Publishing and Subscribing
Publish-Subscribe Model
DolphinDB uses a Publish-Subscribe (Pub-Sub) communication model to facilitate the publishing and subscription of streaming data through message queues. This model enables event producers (publishers) and event consumers (subscribers) to operate independently. By decoupling publishers and subscribers, the Pub-Sub model supports modular development, simplifies system management, enhances scalability, and improves response efficiency for publishers.

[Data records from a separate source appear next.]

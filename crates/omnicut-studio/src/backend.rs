//! Remote generation backend seam.

use async_trait::async_trait;
use bytes::Bytes;
use omnicut_auth::ApiKey;
use omnicut_gemini::{
    GeminiClient, GeminiError, GenerateContentRequest, GenerateContentResponse, Operation,
    PredictLongRunningRequest,
};

/// The remote calls the studio flows make.
///
/// [`GeminiClient`] is the production implementation; tests substitute
/// in-memory fakes.
#[async_trait]
pub trait GenerativeBackend: Send + Sync {
    /// Run a single `generateContent` call.
    async fn generate_content(
        &self,
        key: &ApiKey,
        model: &str,
        request: &GenerateContentRequest,
    ) -> Result<GenerateContentResponse, GeminiError>;

    /// Submit a video job.
    async fn submit_video(
        &self,
        key: &ApiKey,
        model: &str,
        request: &PredictLongRunningRequest,
    ) -> Result<Operation, GeminiError>;

    /// Fetch the current state of a job.
    async fn poll_operation(&self, key: &ApiKey, name: &str) -> Result<Operation, GeminiError>;

    /// Fetch a produced file.
    async fn download(&self, key: &ApiKey, uri: &str) -> Result<Bytes, GeminiError>;
}

#[async_trait]
impl GenerativeBackend for GeminiClient {
    async fn generate_content(
        &self,
        key: &ApiKey,
        model: &str,
        request: &GenerateContentRequest,
    ) -> Result<GenerateContentResponse, GeminiError> {
        GeminiClient::generate_content(self, key, model, request).await
    }

    async fn submit_video(
        &self,
        key: &ApiKey,
        model: &str,
        request: &PredictLongRunningRequest,
    ) -> Result<Operation, GeminiError> {
        self.predict_long_running(key, model, request).await
    }

    async fn poll_operation(&self, key: &ApiKey, name: &str) -> Result<Operation, GeminiError> {
        self.get_operation(key, name).await
    }

    async fn download(&self, key: &ApiKey, uri: &str) -> Result<Bytes, GeminiError> {
        GeminiClient::download(self, key, uri).await
    }
}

- Publisher: The publisher, which can be a data node or compute node, maintains a publishing queue. When data streams are injected into a publishing table, they are first pushed to the corresponding message publishing queue. The publishing thread then distributes the data to the subscription queues of all subscribers.

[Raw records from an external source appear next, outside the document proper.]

//! Settings loading with deep merge and environment variable overrides.
//!
//! Loading flow:
//! 1. Start with compiled [`OmnicutSettings::default()`]
//! 2. If the settings file exists, deep-merge its values over the defaults
//! 3. Apply `OMNICUT_*` environment variable overrides (highest priority)
//! 4. Validate the result
//!
//! Deep merge rules:
//! - Objects are merged recursively (source overrides target per-key)
//! - Arrays and primitives are replaced entirely by source
//! - Null values in source are skipped (preserving target)

use std::path::{Path, PathBuf};

use serde_json::Value;
use tracing::debug;

use crate::errors::{Result, SettingsError};
use crate::types::OmnicutSettings;

/// Directory holding Omnicut's user files (`~/.omnicut`).
pub fn omnicut_home() -> PathBuf {
    let home = std::env::var("HOME").unwrap_or_else(|_| "/tmp".to_string());
    PathBuf::from(home).join(".omnicut")
}

/// Resolve the path to the settings file (`~/.omnicut/settings.json`).
pub fn settings_path() -> PathBuf {
    omnicut_home().join("settings.json")
}

/// Load settings from the default path with env var overrides.
pub fn load_settings() -> Result<OmnicutSettings> {
    load_settings_from_path(&settings_path())
}

/// Load settings from a specific path with env var overrides.
///
/// A missing file yields defaults. Invalid JSON or invalid values are errors.
pub fn load_settings_from_path(path: &Path) -> Result<OmnicutSettings> {
    load_settings_with(path, &|name| std::env::var(name).ok())
}

/// Load settings from `path`, reading overrides through `lookup`.
pub fn load_settings_with(
    path: &Path,
    lookup: &dyn Fn(&str) -> Option<String>,
) -> Result<OmnicutSettings> {
    let parse_err = |source| SettingsError::Parse {
        path: path.to_path_buf(),
        source,
    };
    let defaults = serde_json::to_value(OmnicutSettings::default()).map_err(parse_err)?;

    let merged = if path.exists() {
        debug!(?path, "loading settings from file");
        let content = std::fs::read_to_string(path).map_err(|source| SettingsError::Read {
            path: path.to_path_buf(),
            source,
        })?;
        let user: Value = serde_json::from_str(&content).map_err(parse_err)?;
        deep_merge(defaults, user)
    } else {
        debug!(?path, "settings file not found, using defaults");
        defaults
    };

    let mut settings: OmnicutSettings = serde_json::from_value(merged).map_err(parse_err)?;
    apply_overrides(&mut settings, lookup);
    settings.validate()?;
    Ok(settings)
}

/// Recursive deep merge of two JSON values.
pub fn deep_merge(target: Value, source: Value) -> Value {
    match (target, source) {
        (Value::Object(mut target_map), Value::Object(source_map)) => {
            for (key, source_val) in source_map {
                if source_val.is_null() {
                    continue;
                }
                let merged = if let Some(target_val) = target_map.remove(&key) {
                    deep_merge(target_val, source_val)
                } else {
                    source_val
                };
                let _ = target_map.insert(key, merged);
            }
            Value::Object(target_map)
        }
        (_, source) => source,
    }
}

/// Apply overrides read through `lookup`.
///
/// Integers must parse and fall within range; booleans accept
/// `true`/`1`/`yes`/`on` or `false`/`0`/`no`/`off`. Invalid values are
/// logged and ignored.
pub fn apply_overrides(settings: &mut OmnicutSettings, lookup: &dyn Fn(&str) -> Option<String>) {
    let env = EnvReader { lookup };

    // ── API ─────────────────────────────────────────────────────────
    if let Some(v) = env.string("OMNICUT_API_BASE_URL") {
        settings.api.base_url = v.trim_end_matches('/').to_string();
    }
    if let Some(v) = env.u64("OMNICUT_REQUEST_TIMEOUT_MS", 1_000, 3_600_000) {
        settings.api.request_timeout_ms = v;
    }
    if let Some(v) = env.u64("OMNICUT_MAX_UPLOAD_BYTES", 1, u64::MAX) {
        settings.api.max_upload_bytes = Some(v);
    }

    // ── Models ──────────────────────────────────────────────────────
    if let Some(v) = env.string("OMNICUT_VIDEO_MODEL") {
        settings.models.video = v;
    }
    if let Some(v) = env.string("OMNICUT_TRANSLATION_MODEL") {
        settings.models.translation = v;
    }
    if let Some(v) = env.string("OMNICUT_SPEECH_MODEL") {
        settings.models.speech = v;
    }

    // ── Video ───────────────────────────────────────────────────────
    if let Some(v) = env.u64("OMNICUT_POLL_INTERVAL_MS", 100, 600_000) {
        settings.video.poll_interval_ms = v;
    }
    if let Some(v) = env.u32("OMNICUT_MAX_POLL_ATTEMPTS", 1, 100_000) {
        settings.video.max_poll_attempts = Some(v);
    }
    if let Some(v) = env.bool("OMNICUT_FEATURE_REFERENCE_IMAGE") {
        settings.video.features.reference_image = v;
    }
    if let Some(v) = env.bool("OMNICUT_FEATURE_FORMAT_CHOICE") {
        settings.video.features.format_choice = v;
    }
    if let Some(v) = env.bool("OMNICUT_FEATURE_STYLE_PRESETS") {
        settings.video.features.style_presets = v;
    }

    // ── Dub ─────────────────────────────────────────────────────────
    if let Some(v) = env.string("OMNICUT_VOICE") {
        settings.dub.voice = v;
    }

    // ── Logging ─────────────────────────────────────────────────────
    if let Some(v) = env.string("OMNICUT_LOG_LEVEL") {
        settings.logging.level = v;
    }
}

// ── Pure parsing functions (testable without env vars) ──────────────────────

/// Parse a string as a boolean.
///
/// Accepts (case-insensitive): `true`/`1`/`yes`/`on` or `false`/`0`/`no`/`off`.
pub fn parse_bool(val: &str) -> Option<bool> {
    match val.trim().to_lowercase().as_str() {
        "true" | "1" | "yes" | "on" => Some(true),
        "false" | "0" | "no" | "off" => Some(false),
        _ => None,
    }
}

/// Parse a string as a `u32` within a range.
pub fn parse_u32_range(val: &str, min: u32, max: u32) -> Option<u32> {
    let n: u32 = val.trim().parse().ok()?;
    (n >= min && n <= max).then_some(n)
}

/// Parse a string as a `u64` within a range.
pub fn parse_u64_range(val: &str, min: u64, max: u64) -> Option<u64> {
    let n: u64 = val.trim().parse().ok()?;
    (n >= min && n <= max).then_some(n)
}

// ── Env var readers (thin wrappers) ─────────────────────────────────────────

struct EnvReader<'a> {
    lookup: &'a dyn Fn(&str) -> Option<String>,
}

impl EnvReader<'_> {
    fn string(&self, name: &str) -> Option<String> {
        (self.lookup)(name).filter(|v| !v.trim().is_empty())
    }

    fn bool(&self, name: &str) -> Option<bool> {
        let val = (self.lookup)(name)?;
        let result = parse_bool(&val);
        if result.is_none() {
            tracing::warn!(key = name, value = %val, "invalid boolean env var, ignoring");
        }
        result
    }

    fn u32(&self, name: &str, min: u32, max: u32) -> Option<u32> {
        let val = (self.lookup)(name)?;
        let result = parse_u32_range(&val, min, max);
        if result.is_none() {
            tracing::warn!(key = name, value = %val, "invalid u32 env var, ignoring");
        }
        result
    }

    fn u64(&self, name: &str, min: u64, max: u64) -> Option<u64> {
        let val = (self.lookup)(name)?;
        let result = parse_u64_range(&val, min, max);
        if result.is_none() {
            tracing::warn!(key = name, value = %val, "invalid u64 env var, ignoring");
        }
        result
    }
}

// ─────────────────────────────────────────────────────────────────────────────
// Tests
// ─────────────────────────────────────────────────────────────────────────────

- Subscriber: Each subscriber thread corresponds to a specific subscription queue. Upon initiating a subscription request, subscribers are notified of incoming streams. The subscription thread fetches data from its queue for incremental processing.
Data Consumption
This section provides a simple working example of subscribing to and processing streaming data.
(1) Create a partitioned DFS table for data storage
drop database if exists "dfs://minuteBar"
create database "dfs://minuteBar"
partitioned by VALUE(2020.01.01..2021.01.01)
engine='OLAP'
create table "dfs://minuteBar"."minuteBar"(
securityid SYMBOL
tradetime TIMESTAMP
price DOUBLE
volume INT
amount DOUBLE
)
partitioned by tradetime
(2) Create a stream table for publishing data
colNames = ["code", "tradetime", "price", "volume"]
colTypes = [SYMBOL, TIMESTAMP, DOUBLE, INT]
share(table=streamTable(1:0, colNames, colTypes), sharedName="pubTable")
(3) Define function dataETL
for subscription callback
def dataETL(msg){
result = select *, price*volume as amount from msg where price>=10.6
loadTable("dfs://minuteBar", "minuteBar").append!(result)
}
(4) Submit subscription
subscribeTable(tableName="pubTable", actionName="dataETL", offset=-1, handler=dataETL, msgAsTable=true, batchSize=2000, throttle=0.01)
Where
offset=-1
means subscribing from the most recent record.handler=dataETL
specifies the user-defined callback functiondataETL
to process the data.msgAsTable=true
indicates that the message object is treated as a table.batchSize=2000
andthrottle=0.01
define the conditions under which the callback will be triggered (either when 2000 records are ready or 0.01 seconds have passed).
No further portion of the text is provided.